Air Guard Sgt. Diana Peña: Promoted to the Pentagon
The move from Kingsley Field to the Pentagon in Washington, D.C. is a big one, but 28-year-old Oregon Air Guard Technical Sergeant Diana Peña is prepared make it.
Peña has been a member of the Oregon Air National Guard since she graduated from Mazama high school in 2008. Soon, she will start a yearlong job at the Pentagon, the United States’ headquarters for the Department of Defense.
After working in many Air Guard departments including command support, human resources and recruiting over 10 years, Peña was approached by security forces Sgt. Levi Clarey in June with a proposal to apply.
“He was like hey, I really need to talk to you,” she said, recalling the moment. “I stepped out and it seemed serious.”
Clarey told her that Sgt. Angie Townsend, who worked in security forces at Kingsley and is from Merrill, called him because there was a job opening at the Pentagon. Townsend was seeking recommendations for someone to fill it, and Clarey told Peña he gave Townshend her name.
“Oh my heart dropped to my stomach,” she said. “I was just so excited.”
Peña agreed to apply for the position, which she said will include planning events and planning for visits from world leaders.
She had been looking for a new career opportunity after earning her bachelor’s degree in respiratory care from Oregon Institute of Technology in 2017. She was working as a respiratory therapist at Sky Lakes, but they had no full-time positions available.
Peña, who described herself as “100 percent from Klamath Falls”, was intrigued by the idea of East Coast work at such a prestigious institution.
“I always thought that it would be cool, and there are people from here that have gone to the East Coast and told stories about training and how beautiful it is over there,” Peña said. “I never ever thought that I would get selected for working at the Pentagon for General Lengyl and being part of his staff.”
General Joseph Lauren Lengyl as an Air Force Officer who was appointed as National Guard Bureau Chief in 2016.
Peña does not yet know all of the specific details of the job, but she will use her 10 years of Air Guard experience — from boot camp in Texas, to trade school in Mississippi, to deployment in South Korea and work at Kingsley — to rise to the challenge.
“From Kingsley, I’ve always learned to have that family-oriented feeling, and I think that is 100 percent the biggest thing I will take with me,” she said. “To always be kind, to always follow the rank structure but know that those people are there for you — they’re your Air Force family. It’s just part of the wingman concept: you can always count on your wingman.”

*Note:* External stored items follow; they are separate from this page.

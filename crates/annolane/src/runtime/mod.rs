//! Where predictor round-trips wait.
//!
//! A lane that needs a prediction builds a future that fetches it. Once the
//! prediction arrives, resolving and publishing the record is handed to
//! [`Spawner::spawn_blocking`], since resolvers may block. The [`Spawner`]
//! decides who drives both:
//!
//! - [`BlockingSpawner`] drives it on the lane thread itself. The lane is
//!   parked for the whole round-trip, so predictor concurrency never exceeds
//!   the lane count.
//! - `TokioSpawner` (feature `async-tokio`) and `SmolSpawner` (feature
//!   `async-smol`) hand it to an async runtime and return immediately, so the
//!   lane can read ahead as soon as its next handle is armed. Resolution runs
//!   on the runtime's blocking pool, never on its async workers.
//!
//! Either way a lane holds at most one uncollected handle: the future owns
//! the handle it completes, and the lane is only re-armed once the
//! dispatcher has collected the previous one.

#[cfg(feature = "async-smol")]
mod smol;
#[cfg(feature = "async-tokio")]
mod tokio;

#[cfg(feature = "async-smol")]
pub use self::smol::*;
#[cfg(feature = "async-tokio")]
pub use self::tokio::*;

use futures::future::BoxFuture;

/// Work that may block the thread it runs on.
pub type BlockingJob = Box<dyn FnOnce() + Send + 'static>;

/// Runs resolution tasks to completion.
pub trait Spawner: Send + Sync + 'static {
    /// Takes ownership of `task` and drives it to completion, now or later.
    fn spawn(&self, task: BoxFuture<'static, ()>);

    /// Runs `job` where blocking cannot stall the tasks given to
    /// [`Spawner::spawn`]. Defaults to running it on the calling thread.
    fn spawn_blocking(&self, job: BlockingJob) {
        job();
    }
}

/// Drives each task to completion on the calling thread before returning.
#[derive(Clone, Copy, Debug, Default)]
pub struct BlockingSpawner;

impl Spawner for BlockingSpawner {
    fn spawn(&self, task: BoxFuture<'static, ()>) {
        futures::executor::block_on(task);
    }
}
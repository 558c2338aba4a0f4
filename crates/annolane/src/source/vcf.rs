use crate::{
    error::{Error, Result},
    variant::{Chromosome, Variant, VcfVariant},
};
use std::io::BufRead;

const CHROM: usize = 0;
const POS: usize = 1;
const ID: usize = 2;
const REF: usize = 3;
const ALT: usize = 4;

/// Reads VCF data lines as [`Variant::Vcf`] records.
///
/// Only the fixed `CHROM POS ID REF ALT` columns are interpreted. Header lines
/// are skipped, and so are records on contigs that are not supported
/// chromosomes.
pub struct VcfReader<R> {
    lines: std::io::Lines<R>,
    line_no: usize,
    origin: String,
}

impl<R: BufRead> VcfReader<R> {
    /// `origin` names the input in error messages.
    pub fn new(reader: R, origin: impl Into<String>) -> Self {
        Self {
            lines: reader.lines(),
            line_no: 0,
            origin: origin.into(),
        }
    }

    fn invalid(&self, what: &str) -> Error {
        Error::Input {
            context: format!("{}:{}: {what}", self.origin, self.line_no),
        }
    }

    fn parse(&self, line: &str) -> Result<Option<Variant>> {
        let fields: Vec<&str> = line.split('\t').collect();
        if fields.len() <= ALT {
            return Err(self.invalid("expected at least 5 tab-separated columns"));
        }

        let Some(chromosome) = Chromosome::parse(fields[CHROM]).filter(Chromosome::is_supported)
        else {
            return Ok(None);
        };
        let pos = fields[POS]
            .parse::<u64>()
            .map_err(|_| self.invalid("POS is not a positive integer"))?;

        let variant = VcfVariant::new(
            chromosome,
            pos,
            Some(fields[ID].to_owned()),
            fields[REF].to_owned(),
            fields[ALT].split(',').map(str::to_owned).collect(),
        );
        Ok(Some(variant.into()))
    }
}

impl<R: BufRead> Iterator for VcfReader<R> {
    type Item = Result<Variant>;

    fn next(&mut self) -> Option<Self::Item> {
        loop {
            let line = match self.lines.next()? {
                Ok(line) => line,
                Err(e) => return Some(Err(e.into())),
            };
            self.line_no += 1;

            if line.is_empty() || line.starts_with('#') {
                continue;
            }
            match self.parse(&line) {
                Ok(Some(variant)) => return Some(Ok(variant)),
                Ok(None) => continue,
                Err(e) => return Some(Err(e)),
            }
        }
    }
}
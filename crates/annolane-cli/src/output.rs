use annolane::{Annotated, AnnotatorConfig, FileInputs, PairedRecord, ResolveError, Resolver};
use flate2::{Compression, write::GzEncoder};
use serde_json::{Value, json};
use std::{
    fs::File,
    io::{self, BufWriter, Write},
    path::Path,
};

/// Destination of the JSON lines. Files named `*.gz` are gzip-compressed.
pub enum Sink {
    Plain(BufWriter<Box<dyn Write>>),
    Gzip(GzEncoder<BufWriter<File>>),
}

impl Sink {
    /// Creates `path`, replacing any existing file, or writes to stdout when
    /// no path is given.
    pub fn create(path: Option<&Path>) -> io::Result<Self> {
        let Some(path) = path else {
            return Ok(Self::Plain(BufWriter::new(Box::new(io::stdout().lock()))));
        };
        let file = File::create(path)?;
        if path.extension().is_some_and(|ext| ext == "gz") {
            Ok(Self::Gzip(GzEncoder::new(
                BufWriter::new(file),
                Compression::default(),
            )))
        } else {
            Ok(Self::Plain(BufWriter::new(Box::new(file))))
        }
    }

    /// Flushes buffered lines and, for gzip output, writes the trailer.
    pub fn finish(self) -> io::Result<()> {
        match self {
            Self::Plain(mut out) => out.flush(),
            Self::Gzip(gz) => gz.finish()?.flush(),
        }
    }
}

impl Write for Sink {
    fn write(&mut self, buf: &[u8]) -> io::Result<usize> {
        match self {
            Self::Plain(out) => out.write(buf),
            Self::Gzip(gz) => gz.write(buf),
        }
    }

    fn flush(&mut self) -> io::Result<()> {
        match self {
            Self::Plain(out) => out.flush(),
            Self::Gzip(gz) => gz.flush(),
        }
    }
}

/// Describes the run. Written as the first line of the output, ahead of the
/// records, so that a file can be traced back to its inputs.
pub fn metadata(inputs: &FileInputs, annotator: &AnnotatorConfig) -> Value {
    let display = |path: &Path| path.display().to_string();
    json!({
        "metadata": {
            "tool": env!("CARGO_PKG_NAME"),
            "version": env!("CARGO_PKG_VERSION"),
            "inputs": {
                "vcf": display(&inputs.vcf),
                "vep_json": inputs.vep_json.as_deref().map(display),
                "cnv": inputs.cnv.as_deref().map(display),
            },
            "workers": annotator.workers,
            "start_position": annotator.start_position,
        }
    })
}

/// Emits the attached prediction unchanged.
#[derive(Clone, Copy, Debug, Default)]
pub struct PassThrough;

impl Resolver for PassThrough {
    type Output = Value;

    fn resolve(&self, record: &PairedRecord) -> Result<Value, ResolveError> {
        record
            .prediction()
            .map(|prediction| prediction.body.clone())
            .ok_or_else(|| ResolveError::Resolver("record has no prediction".to_owned()))
    }
}

/// Renders one result as a JSON object.
///
/// Annotated records carry their payload under `annotation`; failed records
/// carry the failure message under `error`.
pub fn to_json(item: Annotated<Value>) -> serde_json::Result<Value> {
    let mut line = json!({
        "position": item.position,
        "kind": item.variant.kind(),
        "locus": item.variant.locus().to_string(),
        "variant": serde_json::to_value(&item.variant)?,
    });
    match item.outcome {
        Ok(annotation) => line["annotation"] = annotation,
        Err(e) => line["error"] = Value::String(e.to_string()),
    }
    Ok(line)
}

pub fn write_value<W: Write>(out: &mut W, value: &Value) -> anyhow::Result<()> {
    serde_json::to_writer(&mut *out, value)?;
    out.write_all(b"\n")?;
    Ok(())
}

pub fn write_line<W: Write>(out: &mut W, item: Annotated<Value>) -> anyhow::Result<()> {
    write_value(out, &to_json(item)?)
}

#[cfg(test)]
mod tests {
    use super::*;
    use annolane::{Chromosome, Locus, Prediction, Variant, VcfVariant};
    use flate2::read::GzDecoder;
    use std::{io::Read, path::PathBuf};

    fn variant() -> Variant {
        VcfVariant::new(
            Chromosome::Numbered(12),
            25_245_350,
            Some("rs121913529".to_owned()),
            "C".to_owned(),
            vec!["A".to_owned()],
        )
        .into()
    }

    #[test]
    fn pass_through_returns_the_prediction_body() {
        let mut record = PairedRecord::unpaired(variant());
        assert!(PassThrough.resolve(&record).is_err());

        let body = json!({ "most_severe_consequence": "missense_variant" });
        record
            .attach(Prediction::new(
                Locus::new(Chromosome::Numbered(12), 25_245_350, 25_245_350),
                None,
                body.clone(),
            ))
            .unwrap();
        assert_eq!(PassThrough.resolve(&record).unwrap(), body);
    }

    #[test]
    fn lines_carry_annotation_or_error() {
        let mut out = Vec::new();
        write_line(
            &mut out,
            Annotated {
                position: 0,
                variant: variant(),
                outcome: Ok(json!({ "gene": "KRAS" })),
            },
        )
        .unwrap();
        write_line(
            &mut out,
            Annotated {
                position: 1,
                variant: variant(),
                outcome: Err(ResolveError::Predictor("timed out".to_owned())),
            },
        )
        .unwrap();

        let text = String::from_utf8(out).unwrap();
        let lines: Vec<Value> = text
            .lines()
            .map(|line| serde_json::from_str(line).unwrap())
            .collect();
        assert_eq!(lines.len(), 2);
        assert_eq!(lines[0]["position"], 0);
        assert_eq!(lines[0]["kind"], "vcf");
        assert_eq!(lines[0]["locus"], "chr12:25245350-25245350");
        assert_eq!(lines[0]["annotation"]["gene"], "KRAS");
        assert_eq!(lines[1]["error"], "Predictor failed: timed out");
        assert!(lines[1].get("annotation").is_none());
    }

    fn inputs() -> FileInputs {
        FileInputs {
            vcf: PathBuf::from("/data/sample.vcf.gz"),
            vep_json: Some(PathBuf::from("/data/sample.vep.json")),
            cnv: None,
        }
    }

    #[test]
    fn metadata_describes_the_run() {
        let line = metadata(&inputs(), &AnnotatorConfig::new(8).with_start_position(120));
        let metadata = &line["metadata"];
        assert_eq!(metadata["tool"], "annolane-cli");
        assert_eq!(metadata["version"], env!("CARGO_PKG_VERSION"));
        assert_eq!(metadata["inputs"]["vcf"], "/data/sample.vcf.gz");
        assert_eq!(metadata["inputs"]["vep_json"], "/data/sample.vep.json");
        assert!(metadata["inputs"]["cnv"].is_null());
        assert_eq!(metadata["workers"], 8);
        assert_eq!(metadata["start_position"], 120);
    }

    #[test]
    fn gz_output_is_compressed() {
        let dir = tempfile::tempdir().unwrap();
        let path = dir.path().join("out.jsonl.gz");

        let mut sink = Sink::create(Some(path.as_path())).unwrap();
        assert!(matches!(sink, Sink::Gzip(_)));
        write_value(&mut sink, &metadata(&inputs(), &AnnotatorConfig::new(2))).unwrap();
        write_line(
            &mut sink,
            Annotated {
                position: 0,
                variant: variant(),
                outcome: Ok(json!({ "gene": "KRAS" })),
            },
        )
        .unwrap();
        sink.finish().unwrap();

        let mut text = String::new();
        GzDecoder::new(File::open(&path).unwrap())
            .read_to_string(&mut text)
            .unwrap();
        let lines: Vec<Value> = text
            .lines()
            .map(|line| serde_json::from_str(line).unwrap())
            .collect();
        assert_eq!(lines.len(), 2);
        assert!(lines[0].get("metadata").is_some());
        assert_eq!(lines[1]["annotation"]["gene"], "KRAS");
    }

    #[test]
    fn plain_output_is_written_as_is() {
        let dir = tempfile::tempdir().unwrap();
        let path = dir.path().join("out.jsonl");

        let mut sink = Sink::create(Some(path.as_path())).unwrap();
        assert!(matches!(sink, Sink::Plain(_)));
        write_value(&mut sink, &json!({ "metadata": {} })).unwrap();
        sink.finish().unwrap();

        assert_eq!(std::fs::read_to_string(&path).unwrap(), "{\"metadata\":{}}\n");
    }
}
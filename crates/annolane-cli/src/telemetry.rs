//! Log output for the binary.
//!
//! Events go to stderr so that stdout stays free for JSON lines. The filter
//! is read from `RUST_LOG` and defaults to `info`; the library's per-lane
//! events are at `debug` and per-record failures at `warn`.

use tracing_subscriber::{EnvFilter, layer::SubscriberExt, util::SubscriberInitExt};

pub fn init_telemetry() -> anyhow::Result<()> {
    tracing_subscriber::registry()
        .with(EnvFilter::try_from_default_env().unwrap_or_else(|_| "info".into()))
        .with(
            tracing_subscriber::fmt::layer()
                .with_writer(std::io::stderr)
                .with_thread_ids(true)
                .with_thread_names(true)
                .with_line_number(true)
                .with_target(false)
                .with_timer(tracing_subscriber::fmt::time::ChronoLocal::rfc_3339()),
        )
        .try_init()?;
    Ok(())
}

Peña said she was excited to work around powerful issues and leaders at the national scale. At Kingsley, she said, they train the best F-15 pilots in the world; at the Pentagon, crucial far-reaching security decisions are made every day.
“I think it’s going to help me grow as a person,” she said. “The more things that you’re exposed to, the more valuable you become — in and out of uniform.”
On Monday, Peña will pack up her car and rented U-Haul to drive to her new home across the country with the help of her boyfriend.
Peña’s whole family lives in Klamath Falls, including her younger sister who works at Kingsley, so she plans to return when the job is over. Her roots will always be here, she said.
“I’m going to be able to come back and be an example and explain that there’s so much more out there, to just definitely seek out opportunities and open up other doors,” she said.